Problem to solve: In the records that follow, find the line with "if store.delete_matching(name, &host, &token)?"; from there, retype every line exactly through the line with "pub const BACKUP: MemoryIndex = 1;", which also belongs to the answer.

Provided data:

****

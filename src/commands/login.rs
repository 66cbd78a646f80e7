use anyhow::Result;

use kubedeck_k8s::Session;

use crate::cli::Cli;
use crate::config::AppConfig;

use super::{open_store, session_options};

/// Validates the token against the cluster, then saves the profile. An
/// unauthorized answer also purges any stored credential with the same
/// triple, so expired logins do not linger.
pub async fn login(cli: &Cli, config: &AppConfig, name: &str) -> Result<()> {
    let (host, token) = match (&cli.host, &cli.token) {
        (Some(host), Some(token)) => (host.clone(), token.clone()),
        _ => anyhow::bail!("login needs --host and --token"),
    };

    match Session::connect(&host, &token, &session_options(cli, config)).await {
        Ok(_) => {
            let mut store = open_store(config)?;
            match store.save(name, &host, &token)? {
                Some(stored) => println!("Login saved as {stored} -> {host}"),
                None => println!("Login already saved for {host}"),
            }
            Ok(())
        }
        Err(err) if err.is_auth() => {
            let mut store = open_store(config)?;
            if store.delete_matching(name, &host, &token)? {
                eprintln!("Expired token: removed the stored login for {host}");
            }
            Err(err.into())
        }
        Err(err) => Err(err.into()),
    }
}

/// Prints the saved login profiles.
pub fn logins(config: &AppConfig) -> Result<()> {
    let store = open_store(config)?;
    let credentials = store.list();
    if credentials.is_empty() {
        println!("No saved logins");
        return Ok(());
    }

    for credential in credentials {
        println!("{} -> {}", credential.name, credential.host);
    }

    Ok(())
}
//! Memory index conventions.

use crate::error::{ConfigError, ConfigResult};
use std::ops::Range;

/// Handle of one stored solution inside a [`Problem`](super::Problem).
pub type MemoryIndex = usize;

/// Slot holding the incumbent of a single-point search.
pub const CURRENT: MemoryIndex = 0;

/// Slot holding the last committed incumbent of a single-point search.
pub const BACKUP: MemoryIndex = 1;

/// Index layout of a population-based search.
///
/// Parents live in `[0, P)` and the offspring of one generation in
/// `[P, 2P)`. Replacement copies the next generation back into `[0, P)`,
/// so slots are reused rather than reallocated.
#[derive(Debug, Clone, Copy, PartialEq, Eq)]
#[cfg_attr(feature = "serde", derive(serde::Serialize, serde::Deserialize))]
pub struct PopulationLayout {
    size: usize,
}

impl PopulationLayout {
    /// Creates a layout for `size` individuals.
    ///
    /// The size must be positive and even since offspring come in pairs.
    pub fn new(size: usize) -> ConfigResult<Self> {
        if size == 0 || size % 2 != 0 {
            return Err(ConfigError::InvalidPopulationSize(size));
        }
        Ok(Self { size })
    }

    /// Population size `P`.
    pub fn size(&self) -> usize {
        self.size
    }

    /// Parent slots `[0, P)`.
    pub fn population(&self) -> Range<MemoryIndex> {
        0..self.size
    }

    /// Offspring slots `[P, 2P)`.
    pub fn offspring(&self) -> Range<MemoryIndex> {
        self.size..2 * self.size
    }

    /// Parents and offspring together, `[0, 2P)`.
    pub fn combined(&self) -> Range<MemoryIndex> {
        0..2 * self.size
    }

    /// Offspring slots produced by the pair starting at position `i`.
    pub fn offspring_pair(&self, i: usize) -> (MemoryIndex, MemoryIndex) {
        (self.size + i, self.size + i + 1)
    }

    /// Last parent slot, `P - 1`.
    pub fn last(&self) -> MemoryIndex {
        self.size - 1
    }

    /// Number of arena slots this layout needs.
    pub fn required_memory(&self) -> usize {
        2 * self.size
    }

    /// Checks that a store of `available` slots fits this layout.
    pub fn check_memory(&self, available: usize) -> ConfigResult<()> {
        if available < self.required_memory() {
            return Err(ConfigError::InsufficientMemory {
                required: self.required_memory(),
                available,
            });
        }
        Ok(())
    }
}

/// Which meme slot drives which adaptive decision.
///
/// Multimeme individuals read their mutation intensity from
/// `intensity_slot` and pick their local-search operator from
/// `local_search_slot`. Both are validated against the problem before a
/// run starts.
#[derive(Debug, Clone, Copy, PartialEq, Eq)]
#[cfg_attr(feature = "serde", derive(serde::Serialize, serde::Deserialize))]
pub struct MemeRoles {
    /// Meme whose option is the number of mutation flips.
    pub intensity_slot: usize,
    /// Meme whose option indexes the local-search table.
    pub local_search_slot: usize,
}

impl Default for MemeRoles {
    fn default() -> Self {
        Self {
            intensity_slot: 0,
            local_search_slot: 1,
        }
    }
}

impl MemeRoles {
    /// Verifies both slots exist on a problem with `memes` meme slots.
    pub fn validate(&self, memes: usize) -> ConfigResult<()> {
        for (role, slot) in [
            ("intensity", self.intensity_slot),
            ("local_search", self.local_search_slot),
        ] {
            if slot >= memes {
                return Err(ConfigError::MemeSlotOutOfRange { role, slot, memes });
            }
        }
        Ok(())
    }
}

****

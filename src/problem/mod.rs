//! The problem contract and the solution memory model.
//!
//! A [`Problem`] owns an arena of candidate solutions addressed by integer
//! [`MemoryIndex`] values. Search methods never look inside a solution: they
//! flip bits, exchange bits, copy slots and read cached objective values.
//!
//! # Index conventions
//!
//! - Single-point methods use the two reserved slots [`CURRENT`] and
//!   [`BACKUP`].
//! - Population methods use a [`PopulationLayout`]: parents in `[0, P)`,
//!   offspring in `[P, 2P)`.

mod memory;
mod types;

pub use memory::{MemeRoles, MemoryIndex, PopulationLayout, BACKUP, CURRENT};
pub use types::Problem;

****

Exercise result:
            if store.delete_matching(name, &host, &token)? {
                eprintln!("Expired token: removed the stored login for {host}");
            }
            Err(err.into())
        }
        Err(err) => Err(err.into()),
    }
}

/// Prints the saved login profiles.
pub fn logins(config: &AppConfig) -> Result<()> {
    let store = open_store(config)?;
    let credentials = store.list();
    if credentials.is_empty() {
        println!("No saved logins");
        return Ok(());
    }

    for credential in credentials {
        println!("{} -> {}", credential.name, credential.host);
    }

    Ok(())
}
//! Memory index conventions.

use crate::error::{ConfigError, ConfigResult};
use std::ops::Range;

/// Handle of one stored solution inside a [`Problem`](super::Problem).
pub type MemoryIndex = usize;

/// Slot holding the incumbent of a single-point search.
pub const CURRENT: MemoryIndex = 0;

/// Slot holding the last committed incumbent of a single-point search.
pub const BACKUP: MemoryIndex = 1;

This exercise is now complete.